Team Veye | 01-Feb-2021
As electric cars are beginning to take over the roads, lithium could be emerging as one of the biggest winners. Lithium demand is expected to explode over the coming years with demand for electric vehicles projected to skyrocket.
Australia is among the top six lithium producing countries in the world with Chile, Argentina and Bolivia among the countries with high reserves.
The global lithium-ion battery market was valued at $36.7 billion in 2019 and is projected to hit $129.3 billion by 2027, at a CAGR of 18.0% from 2020 to 2027.
Lithium is mined from three types of deposits: brine deposits and Pegmatite lithium and sedimentary (hard rock) deposits, with Australia accounting for the majority of lithium hard rock mines on a global scale.
Miners get the elemental lithium from salt brines left over from ancient seas in places like Chile's Atacama Desert, the driest place on Earth, and in hard rock minerals such as spodumene, found in Australia and elsewhere. Tesla's recent deal with Piedmont will provide it with 60,000 tons of concentrated spodumene.
Australia is a reliable and cost-competitive supplier of resources. Western Australia hosts five of the world’s biggest lithium mines, whose combined reserves exceed 475.24 million tonnes.

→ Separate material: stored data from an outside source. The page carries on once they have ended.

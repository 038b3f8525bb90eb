use std::sync::Arc;
use std::time::Duration;
use tokio::time::interval;
use tracing::{error, info};

use chrono::Utc;

use crate::modules::reports::repositories::MetadataRepository;

/// Background job marking overdue report metadata as expired.
///
/// The audit trail is append-only apart from this one status transition
/// (generated -> expired); the sweep is the only writer of it.
pub struct ExpirationSweep {
    metadata_repo: Arc<dyn MetadataRepository>,
    period: Duration,
}

impl ExpirationSweep {
    pub fn new(metadata_repo: Arc<dyn MetadataRepository>, period: Duration) -> Self {
        Self {
            metadata_repo,
            period,
        }
    }

    /// Run forever; spawn as a tokio task from main
    pub async fn start(self: Arc<Self>) {
        info!(period_secs = self.period.as_secs(), "Starting report metadata expiry sweep");

        let mut ticker = interval(self.period);

        loop {
            ticker.tick().await;

            match self.metadata_repo.expire_overdue(Utc::now()).await {
                Ok(expired_count) => {
                    if expired_count > 0 {
                        info!(expired_count, "Expired report metadata records");
                    }
                }
                Err(e) => {
                    error!(error = %e, "Error expiring report metadata");
                }
            }
        }
    }
}
pub mod report_controller;

pub use report_controller::{configure, ReportContext};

Annual global electric vehicle sales are forecast to reach 24 million by 2030. Though we have the reserves, battery makers are going to need more mines to support their production,
And although Mining companies have been constantly striving to add more lithium production sites, the concern remains that they won’t be finished in time to satisfy rising demand.
The rise in lithium prices is not likely to be a deterrent as it is almost nothing as compared to the overall price of the vehicle. As Elon Musk, the founder of Tesla has reportedly called it “the salt on the salad”. Even if the price of lithium soars 300 percent, battery pack costs would rise only by about 2 percent.